A few weeks ago, Dr Denis Walsh caused no end of outrage both here and the UK for suggesting that women should endure the pain of labour without anaesthetic drugs - in particular, epidurals - because they undermine the mother's bond with her newborn baby.
Firstly although the man in question was an Associate Professor of Midwifery and probably knows more about childbirth than the average blogger, there was something about a man telling women how to give birth that really annoyed the hell out of females. I'm pretty sure that if the expert in question had been a woman, we probably wouldn't be so up and arms about the opinion even if we disagreed with it.

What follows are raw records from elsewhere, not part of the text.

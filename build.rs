fn main() {
    // Version string needs a fresh hash after commits and checkouts
    println!("cargo:rerun-if-changed=.git/HEAD");
    println!("cargo:rerun-if-changed=.git/refs/");

    let hash = std::process::Command::new("git")
        .args(["rev-parse", "--short", "HEAD"])
        .output()
        .ok()
        .filter(|o| o.status.success())
        .map(|o| String::from_utf8_lossy(&o.stdout).trim().to_string())
        .unwrap_or_default();

    let on_tag = std::process::Command::new("git")
        .args(["describe", "--exact-match", "--tags", "HEAD"])
        .output()
        .ok()
        .is_some_and(|o| o.status.success());

    println!("cargo:rustc-env=NB_ARCHIVE_GIT_HASH={hash}");
    println!("cargo:rustc-env=NB_ARCHIVE_ON_TAG={on_tag}");
}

So I'm going to say that comments such as 'well you trying pushing something the size of a watermelon out of something the size of a lemon' probably aren't that helpful in birth politics.

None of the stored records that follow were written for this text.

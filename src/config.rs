//! Archive configuration.
//!
//! Every knob the pipeline reads lives in [`ArchiveConfig`]: the archive
//! directory, the built-in ignore list, the converter command line, the
//! page template's script URL, the index title, and where the shared
//! stylesheet comes from. Nothing is read from process-wide constants; the
//! orchestrator receives a resolved config value.
//!
//! ## Config File Location
//!
//! An optional `nbarchive.toml` in the notebook directory overrides the
//! stock defaults. Command-line flags override the file.
//!
//! ```text
//! notebooks/
//! ├── nbarchive.toml           # Optional overrides
//! ├── Analysis.ipynb
//! ├── Scratch.ipynb
//! └── Template.ipynb           # Ignored by default
//! ```
//!
//! ## Configuration Options
//!
//! ```toml
//! # All options are optional - defaults shown below
//!
//! archive_dir = "archives"        # Where finished pages are moved
//! ignore = ["Template.ipynb"]     # Built-in exclusions (filenames or stems)
//!
//! [index]
//! title = "Archived ipynb file list"
//! list_filename = "_index.html"   # File-list pane of the frameset
//!
//! [converter]
//! program = "ipython"
//! args = ["nbconvert", "--to", "html", "--template", "basic"]
//! timeout_secs = 600
//!
//! [stylesheet]
//! filename = "ipython.css"
//! url = "https://github.com/mivade/ipynb-archive/raw/master/archives/ipython.css"
//! timeout_secs = 30
//!
//! [page]
//! mathjax_url = "https://c328740.ssl.cf1.rackcdn.com/mathjax/latest/MathJax.js?config=TeX-AMS_HTML"
//! ```
//!
//! Config files are sparse: override only the keys you need. Unknown keys
//! are rejected to catch typos early.

use serde::{Deserialize, Serialize};
use std::fs;
use std::path::Path;
use thiserror::Error;

/// Name of the optional config file inside the notebook directory.
pub const CONFIG_FILENAME: &str = "nbarchive.toml";

#[derive(Error, Debug)]
pub enum ConfigError {
    #[error("IO error: {0}")]
    Io(#[from] std::io::Error),
    #[error("TOML parse error: {0}")]
    Toml(#[from] toml::de::Error),
    #[error("TOML serialize error: {0}")]
    TomlSerialize(#[from] toml::ser::Error),
    #[error("Config validation error: {0}")]
    Validation(String),
}

/// Archive configuration loaded from `nbarchive.toml`.
#[derive(Debug, Clone, PartialEq, Serialize, Deserialize)]
#[serde(default, deny_unknown_fields)]
pub struct ArchiveConfig {
    /// Directory finished pages are moved into, relative to the notebook
    /// directory unless absolute.
    pub archive_dir: String,
    /// Built-in ignore list. Entries may be filenames (`Template.ipynb`)
    /// or bare stems (`Template`).
    pub ignore: Vec<String>,
    /// Index page settings.
    pub index: IndexConfig,
    /// External converter command line.
    pub converter: ConverterConfig,
    /// Shared stylesheet cached in the archive directory.
    pub stylesheet: StylesheetConfig,
    /// Page skeleton settings.
    pub page: PageConfig,
}

impl Default for ArchiveConfig {
    fn default() -> Self {
        Self {
            archive_dir: "archives".to_string(),
            ignore: vec!["Template.ipynb".to_string()],
            index: IndexConfig::default(),
            converter: ConverterConfig::default(),
            stylesheet: StylesheetConfig::default(),
            page: PageConfig::default(),
        }
    }
}

impl ArchiveConfig {
    /// Validate config values are usable.
    pub fn validate(&self) -> Result<(), ConfigError> {
        let archive_dir = self.archive_dir.trim();
        if archive_dir.is_empty() {
            return Err(ConfigError::Validation(
                "archive_dir must not be empty".into(),
            ));
        }
        if archive_dir == "." || archive_dir == "./" {
            return Err(ConfigError::Validation(
                "archive_dir must differ from the notebook directory".into(),
            ));
        }
        if self.converter.program.trim().is_empty() {
            return Err(ConfigError::Validation(
                "converter.program must not be empty".into(),
            ));
        }
        if self.converter.timeout_secs == 0 {
            return Err(ConfigError::Validation(
                "converter.timeout_secs must be greater than zero".into(),
            ));
        }
        if self.stylesheet.timeout_secs == 0 {
            return Err(ConfigError::Validation(
                "stylesheet.timeout_secs must be greater than zero".into(),
            ));
        }
        if self.stylesheet.filename.trim().is_empty() {
            return Err(ConfigError::Validation(
                "stylesheet.filename must not be empty".into(),
            ));
        }
        if self.index.list_filename.trim().is_empty() {
            return Err(ConfigError::Validation(
                "index.list_filename must not be empty".into(),
            ));
        }
        Ok(())
    }
}

/// Index page settings.
#[derive(Debug, Clone, PartialEq, Serialize, Deserialize)]
#[serde(default, deny_unknown_fields)]
pub struct IndexConfig {
    /// `<title>` of the frameset page.
    pub title: String,
    /// Filename of the file-list pane.
    pub list_filename: String,
}

impl Default for IndexConfig {
    fn default() -> Self {
        Self {
            title: "Archived ipynb file list".to_string(),
            list_filename: "_index.html".to_string(),
        }
    }
}

/// External converter invocation.
///
/// The source path is appended after `args`, so the default runs
/// `ipython nbconvert --to html --template basic <notebook>`.
#[derive(Debug, Clone, PartialEq, Serialize, Deserialize)]
#[serde(default, deny_unknown_fields)]
pub struct ConverterConfig {
    pub program: String,
    pub args: Vec<String>,
    /// Seconds before a hung conversion is killed.
    pub timeout_secs: u64,
}

impl Default for ConverterConfig {
    fn default() -> Self {
        Self {
            program: "ipython".to_string(),
            args: ["nbconvert", "--to", "html", "--template", "basic"]
                .into_iter()
                .map(String::from)
                .collect(),
            timeout_secs: 600,
        }
    }
}

/// Shared stylesheet location.
#[derive(Debug, Clone, PartialEq, Serialize, Deserialize)]
#[serde(default, deny_unknown_fields)]
pub struct StylesheetConfig {
    /// Filename inside the archive directory, also used as the page `href`.
    pub filename: String,
    /// Remote location fetched once when the file is absent.
    pub url: String,
    pub timeout_secs: u64,
}

impl Default for StylesheetConfig {
    fn default() -> Self {
        Self {
            filename: "ipython.css".to_string(),
            url: "https://github.com/mivade/ipynb-archive/raw/master/archives/ipython.css"
                .to_string(),
            timeout_secs: 30,
        }
    }
}

/// Page skeleton settings.
#[derive(Debug, Clone, PartialEq, Serialize, Deserialize)]
#[serde(default, deny_unknown_fields)]
pub struct PageConfig {
    /// Script URL of the math renderer loaded by every page.
    pub mathjax_url: String,
}

impl Default for PageConfig {
    fn default() -> Self {
        Self {
            mathjax_url:
                "https://c328740.ssl.cf1.rackcdn.com/mathjax/latest/MathJax.js?config=TeX-AMS_HTML"
                    .to_string(),
        }
    }
}

// =============================================================================
// Config loading, merging, and validation
// =============================================================================

/// Returns the stock default config as a `toml::Value::Table`.
///
/// Base layer for merging user overrides on top.
pub fn stock_defaults_value() -> Result<toml::Value, ConfigError> {
    Ok(toml::Value::try_from(ArchiveConfig::default())?)
}

/// Recursively merge `overlay` on top of `base`.
///
/// - Tables are merged key-by-key (overlay keys override base keys).
/// - Non-table values in overlay replace base values entirely.
/// - Keys in base that are not in overlay are preserved.
pub fn merge_toml(base: toml::Value, overlay: toml::Value) -> toml::Value {
    match (base, overlay) {
        (toml::Value::Table(mut base_table), toml::Value::Table(overlay_table)) => {
            for (key, overlay_val) in overlay_table {
                let merged = match base_table.remove(&key) {
                    Some(base_val) => merge_toml(base_val, overlay_val),
                    None => overlay_val,
                };
                base_table.insert(key, merged);
            }
            toml::Value::Table(base_table)
        }
        (_, overlay) => overlay,
    }
}

/// Load `nbarchive.toml` from a directory as a raw TOML value.
///
/// Returns `Ok(None)` if the file does not exist.
pub fn load_raw_config(dir: &Path) -> Result<Option<toml::Value>, ConfigError> {
    let config_path = dir.join(CONFIG_FILENAME);
    if !config_path.exists() {
        return Ok(None);
    }
    let content = fs::read_to_string(&config_path)?;
    let value: toml::Value = toml::from_str(&content)?;
    Ok(Some(value))
}

/// Merge an optional overlay onto a base value, then deserialize and validate.
pub fn resolve_config(
    base: toml::Value,
    overlay: Option<toml::Value>,
) -> Result<ArchiveConfig, ConfigError> {
    let merged = match overlay {
        Some(ov) => merge_toml(base, ov),
        None => base,
    };
    let config: ArchiveConfig = merged.try_into()?;
    config.validate()?;
    Ok(config)
}

/// Load config for a notebook directory: stock defaults with the
/// directory's `nbarchive.toml` (if any) merged on top.
pub fn load_config(dir: &Path) -> Result<ArchiveConfig, ConfigError> {
    let base = stock_defaults_value()?;
    let overlay = load_raw_config(dir)?;
    resolve_config(base, overlay)
}

/// Returns a fully-commented stock `nbarchive.toml`.
///
/// Used by the `gen-config` CLI command.
pub fn stock_config_toml() -> &'static str {
    r##"# nb-archive configuration
# ========================
# All settings are optional. Values shown below are the defaults.
# Place this file as nbarchive.toml next to the notebooks you archive.
# Command-line flags take precedence over this file.
# Unknown keys will cause an error.

# Directory that receives the finished pages, relative to the notebook
# directory unless absolute. Must not be "." (the notebook directory).
archive_dir = "archives"

# Notebooks never archived. Entries may be filenames or bare stems.
# --ignore on the command line adds to this list.
ignore = ["Template.ipynb"]

# ---------------------------------------------------------------------------
# Index (written only with --index-file)
# ---------------------------------------------------------------------------
[index]
# <title> of the frameset page.
title = "Archived ipynb file list"

# File-list pane loaded in the left frame.
list_filename = "_index.html"

# ---------------------------------------------------------------------------
# Converter
# ---------------------------------------------------------------------------
[converter]
# The notebook path is appended after args. The converter must leave
# <stem>.html in the notebook directory.
program = "ipython"
args = ["nbconvert", "--to", "html", "--template", "basic"]

# A conversion running longer than this is killed and reported.
timeout_secs = 600

# ---------------------------------------------------------------------------
# Shared stylesheet (fetched once into the archive directory)
# ---------------------------------------------------------------------------
[stylesheet]
filename = "ipython.css"
url = "https://github.com/mivade/ipynb-archive/raw/master/archives/ipython.css"
timeout_secs = 30

# ---------------------------------------------------------------------------
# Page skeleton
# ---------------------------------------------------------------------------
[page]
mathjax_url = "https://c328740.ssl.cf1.rackcdn.com/mathjax/latest/MathJax.js?config=TeX-AMS_HTML"
"##
}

And what a hornet's nest birth politics are. I think in our efforts to have the perfect birth, we forget that everyone wants the same thing, healthy babies and mothers at the end of it. I'm pretty sure that many mothers would happily have a good birth (one in which everyone lives) rather than tying themselves up in knots trying to have the perfect birth.
Also let us not forget that while birth is important it is not the only part of what makes a mother. Drying away tears, defusing tantrums or picking up your wayward teen from a party where they had too much to drink all seem to me to be just not as if not more important part of parenthood that the act giving birth. Because after all, at worst you labour takes a few days, raising your children and actually being a parent takes a commitment of at least 18 years. Some parents would argue that it never really stops until you cark it.